I completely understand your anger. I didn't notice all the pea protein we were eating until my son developed an allergy to that too.  Luckily his reactions are mild, but it's still a huge annoyance to me that it's like in the lot of people's minds right now "gluten-free = safe for all"  which of course makes no sense. We are still trying to figure out which items DS is actually allergic to vs. intolerant but have to treat them all like allergies because if we assumed intolerance and gave him some, that could be the time he had a bad reaction and dies.  (everything that's an issue shows up in igE tests, but allergist agrees some reactions seem like intolerance)


----------



## Elinor Dashwood

Blueyed Girl said:


> I will have to look up all the brand's you listed just to research and TRY to be prepared.  I know there are some bread products by UDI's that he can't have.  He can't eat at Babycakes either. I learned that on our trip last summer....luckily their staff was very knowledgable and we found this out BEFORE he ate anything.



Bummer about Babycakes!  I didn't read that they use pea flour/protein though.  Does your son have other food allergies?

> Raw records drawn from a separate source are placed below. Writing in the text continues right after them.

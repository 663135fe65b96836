//! Export command handler.

use serde::Serialize;
use strum::IntoEnumIterator;
use tabled::Tabled;
use vmanly_core::{Document, EntityKind, ExportOptions, SyncContext};

use crate::cli::{ExportArgs, GlobalOpts};
use crate::error::CliError;
use crate::output;

use super::util;

// ── Table row ───────────────────────────────────────────────────────

#[derive(Serialize)]
struct KindCount {
    kind: EntityKind,
    count: usize,
}

#[derive(Tabled)]
struct KindCountRow {
    #[tabled(rename = "Kind")]
    kind: String,
    #[tabled(rename = "Exported")]
    count: usize,
}

fn counts(document: &Document) -> Vec<KindCount> {
    EntityKind::iter()
        .map(|kind| KindCount {
            kind,
            count: document.section(kind).len(),
        })
        .filter(|c| c.count > 0)
        .collect()
}

// ── Handler ─────────────────────────────────────────────────────────

pub async fn handle(
    ctx: &SyncContext,
    args: ExportArgs,
    global: &GlobalOpts,
) -> Result<(), CliError> {
    let options = ExportOptions {
        include_defaults: args.include_defaults,
    };
    let pb = util::spinner(global, "Exporting from controller");
    let result = ctx.export(&util::kinds(&args.only), options).await;
    pb.finish_and_clear();
    let document = result?;

    util::write_document(&args.file, &document)?;

    let summary = counts(&document);
    let out = output::render_list(
        &global.output,
        &summary,
        |c| KindCountRow {
            kind: c.kind.label().to_owned(),
            count: c.count,
        },
        |c| format!("{}\t{}", c.kind, c.count),
    )?;
    output::print_output(&out, global.quiet);
    if !global.quiet {
        eprintln!(
            "Exported {} object(s) to {}",
            document.len(),
            args.file.display()
        );
    }
    Ok(())
}
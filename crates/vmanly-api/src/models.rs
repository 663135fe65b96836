// Dataservice wire types
//
// Entity bodies (lists, definitions, policies, templates) stay as
// `serde_json::Value`: the sync engine diffs and rewrites them
// structurally. Only the envelopes and the workflow payloads that the
// client itself interprets are typed here.

use serde::{Deserialize, Serialize};
use serde_json::{Map, Value};

/// `{ "data": [...] }` listing envelope.
#[derive(Debug, Deserialize)]
pub(crate) struct DataEnvelope<T> {
    #[serde(default = "Vec::new")]
    pub data: Vec<T>,
}

/// `{ "error": { ... } }` error envelope.
#[derive(Debug, Deserialize)]
pub(crate) struct ErrorEnvelope {
    pub error: Option<ErrorBody>,
}

#[derive(Debug, Deserialize)]
pub(crate) struct ErrorBody {
    pub message: Option<String>,
    pub details: Option<String>,
    pub code: Option<String>,
}

/// Response to an update (`PUT`) of a list, definition, policy or template.
///
/// A list update that touches attached templates answers with a lock
/// (`processId`) and the ids of the affected device templates.
#[derive(Debug, Clone, Default, Deserialize, Serialize, PartialEq, Eq)]
#[serde(rename_all = "camelCase")]
pub struct UpdateResponse {
    #[serde(default)]
    pub process_id: Option<String>,
    #[serde(default)]
    pub master_templates_affected: Vec<String>,
}

/// Handle returned by every asynchronous device action.
#[derive(Debug, Clone, Deserialize, Serialize, PartialEq, Eq)]
pub struct ActionHandle {
    pub id: String,
}

/// A device attached to a device template.
#[derive(Debug, Clone, Deserialize, Serialize)]
pub struct AttachedDevice {
    pub uuid: String,
    #[serde(rename = "host-name", default)]
    pub host_name: Option<String>,
    #[serde(rename = "deviceIP", default)]
    pub device_ip: Option<String>,
    #[serde(default)]
    pub personality: Option<String>,
}

/// `POST template/device/config/input` request.
#[derive(Debug, Clone, Serialize)]
#[serde(rename_all = "camelCase")]
pub struct TemplateInputRequest {
    pub template_id: String,
    pub device_ids: Vec<String>,
    pub is_edited: bool,
    pub is_master_edited: bool,
}

/// Per-device variable values for a device template.
#[derive(Debug, Clone, Default, Deserialize)]
pub struct TemplateInput {
    #[serde(default)]
    pub header: InputHeader,
    #[serde(default)]
    pub data: Vec<Map<String, Value>>,
}

#[derive(Debug, Clone, Default, Deserialize)]
pub struct InputHeader {
    #[serde(default)]
    pub columns: Vec<InputColumn>,
}

#[derive(Debug, Clone, Deserialize)]
pub struct InputColumn {
    pub property: String,
    #[serde(default)]
    pub title: Option<String>,
    #[serde(default)]
    pub editable: bool,
}

impl TemplateInput {
    /// Properties of the columns whose values may be re-submitted.
    pub fn editable_properties(&self) -> impl Iterator<Item = &str> {
        self.header
            .columns
            .iter()
            .filter(|c| c.editable)
            .map(|c| c.property.as_str())
    }
}

/// `POST template/device/config/attachfeature` request.
#[derive(Debug, Clone, Serialize)]
#[serde(rename_all = "camelCase")]
pub struct AttachRequest {
    pub device_template_list: Vec<DeviceTemplateAttachment>,
}

#[derive(Debug, Clone, Serialize)]
#[serde(rename_all = "camelCase")]
pub struct DeviceTemplateAttachment {
    pub template_id: String,
    pub device: Vec<Map<String, Value>>,
    pub is_edited: bool,
    pub is_master_edited: bool,
}

/// `GET device/action/status/{id}` response.
#[derive(Debug, Clone, Default, Deserialize)]
pub struct ActionStatus {
    #[serde(default)]
    pub summary: ActionSummary,
    #[serde(default)]
    pub data: Vec<ActionDeviceStatus>,
}

#[derive(Debug, Clone, Default, Deserialize)]
pub struct ActionSummary {
    #[serde(default)]
    pub status: String,
}

#[derive(Debug, Clone, Default, Deserialize)]
#[serde(rename_all = "camelCase")]
pub struct ActionDeviceStatus {
    #[serde(default)]
    pub status_id: Option<String>,
    #[serde(default)]
    pub status: Option<String>,
    #[serde(default)]
    pub activity: Vec<String>,
}

impl ActionStatus {
    /// The action is still running while the summary reports one of the
    /// non-terminal states.
    pub fn is_terminal(&self) -> bool {
        !matches!(
            self.summary.status.as_str(),
            "in_progress" | "pending" | "scheduled"
        )
    }

    /// The first device row that failed, if any.
    pub fn failure(&self) -> Option<&ActionDeviceStatus> {
        self.data
            .iter()
            .find(|row| row.status_id.as_deref() == Some("failure"))
    }
}

impl ActionDeviceStatus {
    /// Last line of the row's activity log.
    pub fn last_activity(&self) -> Option<&str> {
        self.activity.last().map(String::as_str)
    }
}

#[cfg(test)]
#[allow(clippy::unwrap_used)]
mod tests {
    use super::*;
    use serde_json::json;

    #[test]
    fn action_status_terminal_states() {
        let running: ActionStatus = serde_json::from_value(json!({
            "summary": {"status": "in_progress"},
            "data": [{"statusId": "in_progress", "activity": ["Pushing"]}]
        }))
        .unwrap();
        assert!(!running.is_terminal());

        let done: ActionStatus = serde_json::from_value(json!({
            "summary": {"status": "done"},
            "data": [
                {"statusId": "success", "activity": ["ok"]},
                {"statusId": "failure", "activity": ["Pushing", "Failed to push: timeout"]}
            ]
        }))
        .unwrap();
        assert!(done.is_terminal());
        let failed = done.failure().unwrap();
        assert_eq!(failed.last_activity(), Some("Failed to push: timeout"));
    }

    #[test]
    fn update_response_defaults() {
        let resp: UpdateResponse = serde_json::from_value(json!({})).unwrap();
        assert_eq!(resp, UpdateResponse::default());

        let resp: UpdateResponse = serde_json::from_value(json!({
            "processId": "lock-1",
            "masterTemplatesAffected": ["t1", "t2"]
        }))
        .unwrap();
        assert_eq!(resp.process_id.as_deref(), Some("lock-1"));
        assert_eq!(resp.master_templates_affected, vec!["t1", "t2"]);
    }

    #[test]
    fn editable_properties_filter() {
        let input: TemplateInput = serde_json::from_value(json!({
            "header": {"columns": [
                {"property": "csv-status", "editable": false},
                {"property": "/0/vpn_if_name/interface/if-name", "editable": true}
            ]},
            "data": []
        }))
        .unwrap();
        let props: Vec<&str> = input.editable_properties().collect();
        assert_eq!(props, vec!["/0/vpn_if_name/interface/if-name"]);
    }
}
//! Command dispatch: bridges CLI args -> sync context -> output formatting.

pub mod config_cmd;
pub mod export;
pub mod import;
pub mod list;
pub mod reattach;
pub mod util;

use vmanly_core::SyncContext;

use crate::cli::{Command, GlobalOpts};
use crate::error::CliError;

/// Dispatch a controller-bound command to the appropriate handler.
pub async fn dispatch(
    cmd: Command,
    ctx: &SyncContext,
    global: &GlobalOpts,
) -> Result<(), CliError> {
    match cmd {
        Command::Export(args) => export::handle(ctx, args, global).await,
        Command::Import(args) => import::handle(ctx, args, global).await,
        Command::List(args) => list::handle(ctx, args, global).await,
        Command::Reattach(args) => reattach::handle(ctx, args, global).await,
        // Config and Completions are handled before dispatch
        Command::Config(_) | Command::Completions(_) => Err(CliError::Internal(
            "command does not need a controller connection".into(),
        )),
    }
}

Researching is the whole point of being prepared for Disney, right?  That's why it's frustrating to be told that they can't give out brand information.  Oh well.


----------



## Cheshire Figment

I just calculated out that at the Disney Resorts there are 26 table service (menu or buffet) restaurants and in the four theme parks there are an additional 26 (unless I missed any).  This does not include the Swolphin, DTD or any of the Hotel Plaza Blvd Resorts.

And it does not include any quick service or snack locations or food courts.

Menus change constantly depending on what is available.  To try and have one office keep up with all of the daily changes and be able to provide accurate information is really not possible, especially as the day after they release any list it is probably changed and no longer accurate.


----------



## livndisney

Cheshire Figment said:


> I just calculated out that at the Disney Resorts there are 26 table service (menu or buffet) restaurants and in the four theme parks there are an additional 26 (unless I missed any).  This does not include the Swolphin, DTD or any of the Hotel Plaza Blvd Resorts.
> 
> And it does not include any quick service or snack locations or food courts.
> 
> Menus change constantly depending on what is available.  To try and have one office keep up with all of the daily changes and be able to provide accurate information is really not possible, especially as the day after they release any list it is probably changed and no longer accurate.



If "one office" can't keep up, it is very odd, that one person was able to do such an amazing job.

To provide a little info- food contracts do not change "daily". Chefs know what they can order and who they have to order from. It should not be that hard to provide that information as they have in the past. No one expects it to be 100% (items run out etc). But being able to plan is much better than walking in and being told "Nope, nothing you can eat here". WDW expects people to plan meals 180 days ahead of time. It would only seem natural they be able to provide the information. They have menus.


----------



## EEyorelover22

Cheshire Figment said:


> I just calculated out that at the Disney Resorts there are 26 table service (menu or buffet) restaurants and in the four theme parks there are an additional 26 (unless I missed any).  This does not include the Swolphin, DTD or any of the Hotel Plaza Blvd Resorts.
> 
> And it does not include any quick service or snack locations or food courts.
> 
> Menus change constantly depending on what is available.  To try and have one office keep up with all of the daily changes and be able to provide accurate information is really not possible, especially as the day after they release any list it is probably changed and no longer accurate.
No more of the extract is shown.